I realized that what I had come to appreciate about the people at Occupy Oakland was that many of them shared this same attitude of unabashed goodwill and inclusivity. They were full of optimism and zeal. They often came to the camp with little but freely offered whatever they did have—bread, soup, energy bars, books, clothing, blankets, electronics, artwork, kind words, ideas, laughter, music, and prayers—so many commodified things (because yes, even prayer is a commodity, these days) were given purely out of the kindness of peoples’ hearts. We had begun to build a community, a real community!

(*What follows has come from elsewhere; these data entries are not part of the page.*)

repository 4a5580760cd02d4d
// libs/directory-cell/src/handlers.rs
use std::sync::Arc;

use axum::{
    extract::{Extension, Path, State},
    Json,
};
use serde_json::{json, Value};
use uuid::Uuid;

use shared_database::AppState;
use shared_models::auth::{Actor, ActorRole};
use shared_models::error::AppError;

use crate::models::{CreatePatientRequest, CreateProviderRequest, DirectoryError};
use crate::services::directory::DirectoryService;

fn map_directory_error(e: DirectoryError) -> AppError {
    match e {
        DirectoryError::NotFound => AppError::NotFound("Record not found".to_string()),
        DirectoryError::Validation(msg) => AppError::ValidationError(msg),
        DirectoryError::Database(e) => AppError::Database(e.to_string()),
    }
}

#[axum::debug_handler]
pub async fn create_provider(
    State(state): State<Arc<AppState>>,
    Extension(actor): Extension<Actor>,
    Json(request): Json<CreateProviderRequest>,
) -> Result<Json<Value>, AppError> {
    if !actor.is_admin() {
        return Err(AppError::Forbidden(
            "Only admins may register providers".to_string(),
        ));
    }

    let service = DirectoryService::new(state.db.clone());
    let provider = service
        .create_provider(request)
        .map_err(map_directory_error)?;

    Ok(Json(json!({
        "success": true,
        "provider": provider
    })))
}

#[axum::debug_handler]
pub async fn get_provider(
    State(state): State<Arc<AppState>>,
    Path(provider_id): Path<Uuid>,
    Extension(_actor): Extension<Actor>,
) -> Result<Json<Value>, AppError> {
    let service = DirectoryService::new(state.db.clone());
    let provider = service
        .get_provider(provider_id)
        .map_err(map_directory_error)?;

    Ok(Json(json!({ "provider": provider })))
}

#[axum::debug_handler]
pub async fn create_patient(
    State(state): State<Arc<AppState>>,
    Extension(actor): Extension<Actor>,
    Json(request): Json<CreatePatientRequest>,
) -> Result<Json<Value>, AppError> {
    if !actor.is_admin() {
        return Err(AppError::Forbidden(
            "Only admins may register patients".to_string(),
        ));
    }

    let service = DirectoryService::new(state.db.clone());
    let patient = service
        .create_patient(request)
        .map_err(map_directory_error)?;

    Ok(Json(json!({
        "success": true,
        "patient": patient
    })))
}

#[axum::debug_handler]
pub async fn get_patient(
    State(state): State<Arc<AppState>>,
    Path(patient_id): Path<Uuid>,
    Extension(actor): Extension<Actor>,
) -> Result<Json<Value>, AppError> {
    // Patients see themselves; clinical staff may look up any patient.
    if !actor.can_act_for_patient(patient_id) && actor.role != ActorRole::Provider {
        return Err(AppError::Forbidden(
            "Not authorized to view this patient".to_string(),
        ));
    }

    let service = DirectoryService::new(state.db.clone());
    let patient = service
        .get_patient(patient_id)
        .map_err(map_directory_error)?;

    Ok(Json(json!({ "patient": patient })))
}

Was it muddy and stinky? Sure. Were there disagreements and arguments? Of course. Was there even some drug use and unspeakable violence (which I will still argue was not prompted by the presence of the encampment)? Yes. But these are human problems, not problems exclusive to Occupy Oakland. In fact, the fetishization of these problems by the mainstream media, the government, and detractors is representative of the way in which the problems of the marginalized have always been used by those in power to further alienate and disenfranchise those deemed “undesirable”—as though these same problems don’t exist across socioeconomic boundaries and aren’t often a direct product of a long history of cultural and social denigration. I’ve heard many on the outside call us degenerates, but what I saw at the camp was the extraordinary capacity for human kindness. An incredible passion for justice. Each person made me proud. Each person in some way or another embodied the principles of Liberty that my mother, by her actions, taught me to value.

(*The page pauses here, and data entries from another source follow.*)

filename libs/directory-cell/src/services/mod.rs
pub mod directory;
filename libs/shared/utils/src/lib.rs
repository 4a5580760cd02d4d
pub mod extractor;
pub mod jwt;
pub mod test_utils;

So when I imagined the cops tearing down those tents, I imagined them tearing down a home like the one my mother had made. Those in power didn’t want the camp gone because it was dangerous or a threat to public health; they wanted it gone because the people there lived their successes and their failures too publicly, right in front of City Hall where they could no longer be ignored. Those in power didn’t want to have to look at, to be forced to deal with the problems of homelessness, joblessness, poverty, and violence endemic to our society, just as they didn’t want to give us the opportunity to congregate and work together to build a new one. Those in power have their own agenda, and the possibility of our uniting against them to address the real, every day issues we face was too great. They’d rather see us disappear and suffer alone in silence and shame.

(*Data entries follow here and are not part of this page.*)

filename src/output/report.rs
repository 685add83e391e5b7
//! Report envelope wrapping engine results with generation metadata

use crate::processing::analyzer::AnalysisKind;
use crate::processing::scorer::AnalysisResult;
use crate::roles::{ExperienceLevel, Location, Role};
use crate::salary::{CityComparison, SalaryResult};
use chrono::{DateTime, Utc};
use serde::{Deserialize, Serialize};

#[derive(Debug, Clone, Serialize, Deserialize)]
pub struct Report {
    pub metadata: ReportMetadata,
    pub body: ReportBody,
}

#[derive(Debug, Clone, Serialize, Deserialize)]
pub struct ReportMetadata {
    /// When the report was generated
    pub generated_at: DateTime<Utc>,

    /// Version of career-tools used
    pub tool_version: String,

    /// Input description: a file path, "inline text", or the salary query
    pub source: String,
}

#[derive(Debug, Clone, Serialize, Deserialize)]
#[serde(tag = "report_type", rename_all = "snake_case")]
pub enum ReportBody {
    Analysis {
        kind: AnalysisKind,
        result: AnalysisResult,
    },
    Salary {
        result: SalaryResult,
    },
    CityComparison {
        role: Role,
        experience_level: ExperienceLevel,
        current_location: Location,
        skills: Vec<String>,
        comparisons: Vec<CityComparison>,
    },
}

impl ReportMetadata {
    pub fn new(source: impl Into<String>) -> Self {
        Self {
            generated_at: Utc::now(),
            tool_version: env!("CARGO_PKG_VERSION").to_string(),
            source: source.into(),
        }
    }
}

impl Report {
    pub fn analysis(kind: AnalysisKind, result: AnalysisResult, source: impl Into<String>) -> Self {
        Self {
            metadata: ReportMetadata::new(source),
            body: ReportBody::Analysis { kind, result },
        }
    }

    pub fn salary(result: SalaryResult) -> Self {
        let source = format!(
            "{} {} in {}",
            result.experience_level, result.role, result.location
        );
        Self {
            metadata: ReportMetadata::new(source),
            body: ReportBody::Salary { result },
        }
    }

    pub fn city_comparison(
        role: Role,
        experience_level: ExperienceLevel,
        current_location: Location,
        skills: Vec<String>,
        comparisons: Vec<CityComparison>,
    ) -> Self {
        let source = format!("{} {} from {}", experience_level, role, current_location);
        Self {
            metadata: ReportMetadata::new(source),
            body: ReportBody::CityComparison {
                role,
                experience_level,
                current_location,
                skills,
                comparisons,
            },
        }
    }

    pub fn title(&self) -> String {
        match &self.body {
            ReportBody::Analysis { kind, .. } => kind.to_string(),
            ReportBody::Salary { .. } => "Salary estimate".to_string(),
            ReportBody::CityComparison { .. } => "Salary comparison by location".to_string(),
        }
    }
}

/// Whole-dollar amount with thousands separators, e.g. `$92,150` or `-$2,700`.
pub fn format_currency(amount: i64) -> String {
    let digits = amount.unsigned_abs().to_string();
    let mut grouped = String::with_capacity(digits.len() + digits.len() / 3);

    for (i, digit) in digits.chars().enumerate() {
        if i > 0 && (digits.len() - i) % 3 == 0 {
            grouped.push(',');
        }
        grouped.push(digit);
    }

    if amount < 0 {
        format!("-${}", grouped)
    } else {
        format!("${}", grouped)
    }
}

#[cfg(test)]
mod tests {
    use super::*;
    use crate::salary::calculate_salary;

    #[test]
    fn test_format_currency() {
        assert_eq!(format_currency(0), "$0");
        assert_eq!(format_currency(950), "$950");
        assert_eq!(format_currency(92_150), "$92,150");
        assert_eq!(format_currency(1_234_567), "$1,234,567");
        assert_eq!(format_currency(-2_700), "-$2,700");
    }

    #[test]
    fn test_salary_report_metadata() {
        let result = calculate_salary(
            Role::DataScientist,
            ExperienceLevel::Senior,
            Location::Canberra,
            &["Python"],
        );
        let report = Report::salary(result);

        assert_eq!(report.metadata.source, "Senior Data Scientist in Canberra");
        assert_eq!(report.metadata.tool_version, env!("CARGO_PKG_VERSION"));
        assert_eq!(report.title(), "Salary estimate");
    }

    #[test]
    fn test_report_json_is_tagged() {
        let result = calculate_salary(
            Role::DataEngineer,
            ExperienceLevel::Mid,
            Location::Sydney,
            &["Kafka"],
        );
        let json = serde_json::to_value(Report::salary(result)).unwrap();
        assert_eq!(json["body"]["report_type"], "salary");
        assert_eq!(json["body"]["result"]["skill_bonus"], 7_000);
    }
}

At that thought, I decided that I couldn’t abandon the camp. I may be one small person, but the very least I could do was try to be like Greensboro Four who decided that a minor act of passive resistance was better than nothing at all. Sitting for two-and-a-half-hours surrounded by riot police isn’t much. Spending ten hours in police custody napping and singing show tunes with a group of cheerful women, many of them clergy members, isn’t much. It isn’t much compared to what those who participated in the Civil Rights Movement faced fifty years ago, nor is it much compared to what protestors in Tunis, Cairo, and across the Middle East and North Africa face today. It isn’t the self-immolation of Mohamed Bouazizi. And it doesn’t seem to do much. It doesn’t do much to actively help the silent peoples from Oakland to Brazil to rural China who daily face the horrors of poverty, exploitation, sickness, and violence, or the middle class citizens who are finding themselves suddenly jobless and homeless. But it’s what I could do in the moment to show how much that camp meant to me, and how tearing it down was another act of aggression by the powers-that-be that was only going to strengthen my resolve. It was my way of extending solidarity to Occupy camps across the globe, which I think of as extended sit-ins. I couldn’t disappear. I refused to be ignored.

We won’t disappear. We must refuse to be ignored.

As Franklin McCain said forty years after he first sat down at the lunch counter at Woolworth in Greensboro, North Carolina: “This is my country… I fought for the chance to make it right. No one’s going to deny me the opportunity. I am going to be a full participant in every aspect of this community.” I think this is the goal of Occupy Oakland, no matter how they try and stop us.